確かここだったはず、と入り口をくぐる。10段ほどある階段を上り、さてどうしようかと見回すと、そこが美しい大広間になっている。目を奪われる。天井が見えないほど髙い。

和洋折衷の複雑なデザインの広い大広間に立つ。周囲の柱や梁の装飾は和の華美なもので、息を呑む。しばらく視ていると、梁が下にゆっくりと移動している。梁が動いているのではなく、今いる大広間がまるごとエレベーターのようにゆっくりと上昇しているのだ。あちらこちらに装飾など輝くもの、陰と陽、あらゆる色彩を神々しく使いこなした美。

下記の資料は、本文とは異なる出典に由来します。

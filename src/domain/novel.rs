use crate::domain::model::NovelMetadata;
use crate::domain::ports::TextSource;
use crate::utils::error::{NovelError, Result};
use std::collections::HashMap;
use std::fmt;
use std::sync::Arc;
use tokio::sync::OnceCell;

const GUTENBERG_START: &str = "*** START OF THIS PROJECT GUTENBERG EBOOK";
const GUTENBERG_END: &str = "*** END OF THIS PROJECT GUTENBERG EBOOK";
const MARKER: &str = "***";

const REQUIRED_FIELDS: [&str; 5] = ["author", "date", "title", "corpus_name", "filename"];

/// A single novel: fixed metadata plus a lazily loaded, cleaned full text.
pub struct Novel {
    metadata: NovelMetadata,
    text: OnceCell<String>,
    source: Arc<dyn TextSource>,
}

impl Novel {
    /// Builds a novel from a flat metadata record.
    ///
    /// Required keys are `author`, `date`, `title`, `corpus_name` and `filename`.
    /// A `text` key pre-fills the text cache, so nothing is retrieved or stripped.
    pub fn from_metadata(
        mut record: HashMap<String, String>,
        source: Arc<dyn TextSource>,
    ) -> Result<Self> {
        for field in REQUIRED_FIELDS {
            if !record.contains_key(field) {
                return Err(NovelError::MissingField {
                    field: field.to_string(),
                });
            }
        }

        let raw_date = take_required(&mut record, "date");
        let date = raw_date
            .trim()
            .parse::<i32>()
            .map_err(|e| NovelError::InvalidField {
                field: "date".to_string(),
                value: raw_date.clone(),
                reason: e.to_string(),
            })?;

        let metadata = NovelMetadata {
            author: take_required(&mut record, "author"),
            date,
            title: take_required(&mut record, "title"),
            corpus_name: take_required(&mut record, "corpus_name"),
            filename: take_required(&mut record, "filename"),
            country_publication: take_optional(&mut record, "country_publication"),
            author_gender: take_optional(&mut record, "author_gender"),
            notes: take_optional(&mut record, "notes"),
        };

        let text = match record.remove("text") {
            Some(text) => OnceCell::new_with(Some(text)),
            None => OnceCell::new(),
        };

        if !record.is_empty() {
            let mut ignored: Vec<&str> = record.keys().map(String::as_str).collect();
            ignored.sort_unstable();
            tracing::debug!(
                "Ignoring unrecognized metadata keys for {}: {}",
                metadata.filename,
                ignored.join(", ")
            );
        }

        Ok(Self {
            metadata,
            text,
            source,
        })
    }

    pub fn metadata(&self) -> &NovelMetadata {
        &self.metadata
    }

    pub fn into_metadata(self) -> NovelMetadata {
        self.metadata
    }

    pub fn filename(&self) -> &str {
        &self.metadata.filename
    }

    pub fn title(&self) -> &str {
        &self.metadata.title
    }

    pub fn author(&self) -> &str {
        &self.metadata.author
    }

    pub fn date(&self) -> i32 {
        self.metadata.date
    }

    /// `corpora/{corpus_name}/texts/{filename}`
    pub fn text_path(&self) -> String {
        format!(
            "corpora/{}/texts/{}",
            self.metadata.corpus_name, self.metadata.filename
        )
    }

    /// Full text with Gutenberg boilerplate removed. Loaded on first call and cached.
    pub async fn text(&self) -> Result<&str> {
        let text = self
            .text
            .get_or_try_init(|| async {
                let path = self.text_path();
                let content = self.source.retrieve(&path).await.map_err(|e| {
                    if e.is_retrieval_failure() {
                        NovelError::TextUnavailable {
                            path: path.clone(),
                            source: Box::new(e),
                        }
                    } else {
                        e
                    }
                })?;
                let raw = content.into_document();
                Ok::<_, NovelError>(strip_gutenberg_boilerplate(&raw).to_string())
            })
            .await?;
        Ok(text.as_str())
    }

    pub fn is_text_loaded(&self) -> bool {
        self.text.initialized()
    }

    /// Lowercased, punctuation-free, whitespace-split tokens. Recomputed on every call.
    pub async fn tokenized_text(&self) -> Result<Vec<String>> {
        Ok(tokenize(self.text().await?))
    }
}

impl fmt::Debug for Novel {
    fn fmt(&self, f: &mut fmt::Formatter<'_>) -> fmt::Result {
        f.debug_struct("Novel")
            .field("metadata", &self.metadata)
            .field("text_loaded", &self.is_text_loaded())
            .field("source", &self.source.describe())
            .finish()
    }
}

impl fmt::Display for Novel {
    fn fmt(&self, f: &mut fmt::Formatter<'_>) -> fmt::Result {
        write!(
            f,
            "{} by {} ({})",
            self.metadata.title, self.metadata.author, self.metadata.date
        )
    }
}

fn take_required(record: &mut HashMap<String, String>, key: &str) -> String {
    record.remove(key).unwrap_or_default()
}

// 空字串視為未提供
fn take_optional(record: &mut HashMap<String, String>, key: &str) -> Option<String> {
    record.remove(key).filter(|value| !value.trim().is_empty())
}

/// Removes Project Gutenberg front and back matter.
///
/// The body starts after the first `***` found at least five characters past the
/// start marker and ends right before the end marker. Text without a start marker
/// is returned unchanged. A missing end marker keeps everything to the end of the text.
pub fn strip_gutenberg_boilerplate(text: &str) -> &str {
    let Some(intro) = text.find(GUTENBERG_START) else {
        return text;
    };

    let search_from = intro + 5;
    let body_start = match text[search_from..].find(MARKER) {
        Some(offset) => search_from + offset + MARKER.len(),
        None => intro + GUTENBERG_START.len(),
    };

    let body_end = text.find(GUTENBERG_END).unwrap_or(text.len());
    if body_end <= body_start {
        return "";
    }

    &text[body_start..body_end]
}

pub fn tokenize(text: &str) -> Vec<String> {
    let cleaned: String = text
        .chars()
        .filter(|c| !c.is_ascii_punctuation())
        .collect::<String>()
        .to_lowercase();

    cleaned.split_whitespace().map(str::to_string).collect()
}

上階の襖がゆっくりと自分の高さに降りてくる。僕はこれもまた美しい襖を開ける。言葉にできない薫りの香が焚かれている。高貴で、澄んでおり、体中の余計な力が抜けて、体が軽くなり、謙虚な心持ちになる薫りだ。

襖の先には畳の間がいくつも横に続いている。前には渡り廊下があり、欄干が渡されている。欄干の向こう側は、水墨画のようなこれまた息を呑むような世界が広がっている。小川のせせらぎのような、鳥のさえずりのような、なんとも表現しがたい音色。とても高貴な人のための場所だ、と感じ、ことわりもなく足を踏み入れてしまった非礼を恥じたところ、近くにいた女性が咎めるような視線を僕に送った。視た瞬間、この女性はこの階層を管理している方だとわかった。背中より視線を感じ、振り返る。顔がよく見えなかったが、平安時代の貴族のような服を纏った男性が微笑みながら、よいのじゃ、よいのじゃ、こちらに来て、一緒に眺めようではないか、と僕とその女性に言った。

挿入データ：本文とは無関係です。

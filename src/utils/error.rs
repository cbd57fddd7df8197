use thiserror::Error;

#[derive(Error, Debug)]
pub enum NovelError {
    #[error("Unsupported file format for '{path}'. Supported formats: .csv, .txt")]
    UnsupportedFormat { path: String },

    #[error("File not found: {path}")]
    FileNotFound { path: String },

    #[error("Failed to retrieve '{url}': {message}")]
    RetrievalError { url: String, message: String },

    #[error("Could not decode '{path}' as UTF-8: {message}")]
    Decode { path: String, message: String },

    #[error("Novel metadata must have an entry for '{field}'")]
    MissingField { field: String },

    #[error("Invalid value '{value}' for field '{field}': {reason}")]
    InvalidField {
        field: String,
        value: String,
        reason: String,
    },

    #[error("Corpus manifest '{path}' could not be loaded: {message}")]
    ManifestError { path: String, message: String },

    #[error("Text for novel '{path}' is unavailable: {source}")]
    TextUnavailable {
        path: String,
        #[source]
        source: Box<NovelError>,
    },

    #[error("Not a valid metric name: '{metric}'. Valid names: 'median', 'mean', 'min', 'max'")]
    InvalidMetric { metric: String },

    #[error("Not a valid aggregation dimension: '{dimension}'. Valid names: 'author_gender', 'date', 'location'")]
    InvalidDimension { dimension: String },

    #[error("Sample accessor requires the 'sample_novels' corpus, got '{corpus_name}'")]
    NotSampleCorpus { corpus_name: String },

    #[error("Distance computation failed for '{filename}': {message}")]
    Distance { filename: String, message: String },

    #[error("No stored results for key '{key}'")]
    ResultNotFound { key: String },

    #[error("Configuration error: {message}")]
    ConfigError { message: String },

    #[error("Invalid configuration value for '{field}' ('{value}'): {reason}")]
    InvalidConfigValue {
        field: String,
        value: String,
        reason: String,
    },

    #[error("HTTP client error: {0}")]
    HttpError(#[from] reqwest::Error),

    #[error("IO error: {0}")]
    IoError(#[from] std::io::Error),

    #[error("Serialization error: {0}")]
    SerializationError(#[from] serde_json::Error),
}

#[derive(Debug, Clone, Copy, PartialEq, Eq)]
pub enum ErrorCategory {
    Input,
    Retrieval,
    Analysis,
    Persistence,
    Configuration,
}

impl NovelError {
    pub fn category(&self) -> ErrorCategory {
        match self {
            NovelError::UnsupportedFormat { .. }
            | NovelError::MissingField { .. }
            | NovelError::InvalidField { .. }
            | NovelError::ManifestError { .. } => ErrorCategory::Input,
            NovelError::FileNotFound { .. }
            | NovelError::RetrievalError { .. }
            | NovelError::Decode { .. }
            | NovelError::TextUnavailable { .. }
            | NovelError::HttpError(_) => ErrorCategory::Retrieval,
            NovelError::InvalidMetric { .. }
            | NovelError::InvalidDimension { .. }
            | NovelError::NotSampleCorpus { .. }
            | NovelError::Distance { .. } => ErrorCategory::Analysis,
            NovelError::ResultNotFound { .. }
            | NovelError::IoError(_)
            | NovelError::SerializationError(_) => ErrorCategory::Persistence,
            NovelError::ConfigError { .. } | NovelError::InvalidConfigValue { .. } => {
                ErrorCategory::Configuration
            }
        }
    }

    pub fn recovery_suggestion(&self) -> &'static str {
        match self.category() {
            ErrorCategory::Input => "Check the corpus manifest columns and the novel metadata",
            ErrorCategory::Retrieval => {
                "Check that the corpus files exist under the configured base path or URL"
            }
            ErrorCategory::Analysis => "Check the requested metric, dimension and corpus name",
            ErrorCategory::Persistence => "Check the output directory and stored result keys",
            ErrorCategory::Configuration => "Fix the configuration file and run again",
        }
    }

    /// 是否為取檔失敗 (本地找不到或遠端取回失敗)
    pub fn is_retrieval_failure(&self) -> bool {
        matches!(
            self,
            NovelError::FileNotFound { .. }
                | NovelError::RetrievalError { .. }
                | NovelError::HttpError(_)
        )
    }
}

pub type Result<T> = std::result::Result<T, NovelError>;

#[cfg(test)]
mod tests {
    use super::*;

    #[test]
    fn test_text_unavailable_wraps_cause() {
        let err = NovelError::TextUnavailable {
            path: "corpora/x/texts/a.txt".to_string(),
            source: Box::new(NovelError::FileNotFound {
                path: "corpora/x/texts/a.txt".to_string(),
            }),
        };

        let source = std::error::Error::source(&err).unwrap();
        assert!(source.to_string().contains("File not found"));
        assert_eq!(err.category(), ErrorCategory::Retrieval);
    }

    #[test]
    fn test_invalid_metric_message_names_metric() {
        let err = NovelError::InvalidMetric {
            metric: "variance".to_string(),
        };
        assert!(err.to_string().contains("'variance'"));
        assert_eq!(err.category(), ErrorCategory::Analysis);
    }
}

その男性のほうに僕は近づいていった。畳の縁を踏まないように注意しながら歩いた記憶が印象的だった。近づくと、左斜め前のほうの帳が上に巻き上げられていくところだった。奥には赤い生地で覆われた幅広い階段があり、赤い生地は金色の飾り刺繍があり、美しいものだった。階段の左右には雛壇に飾るような雪洞(ぼんぼり)が薄明るく灯っていた。その中央から、真っ白な服をまとった女性が降りてきた。鴨居が視界を遮っているため、最初はつま先しか見えなかったが、ゆっくりと赤い階段を降りてくるにつれ、胸のあたりまで見えたところで目が覚めた。


明晰夢から覚めるときはいつも、失見当識になる。いまいる場所がどこなのか理解するまで時間を要するのだ。さっきまでいた場所から一瞬でこっちの世界に転移してきたような感じ。

時間は幻想で、無限の可能性を秘めた宇宙は、同時多発的に進行しているのだ。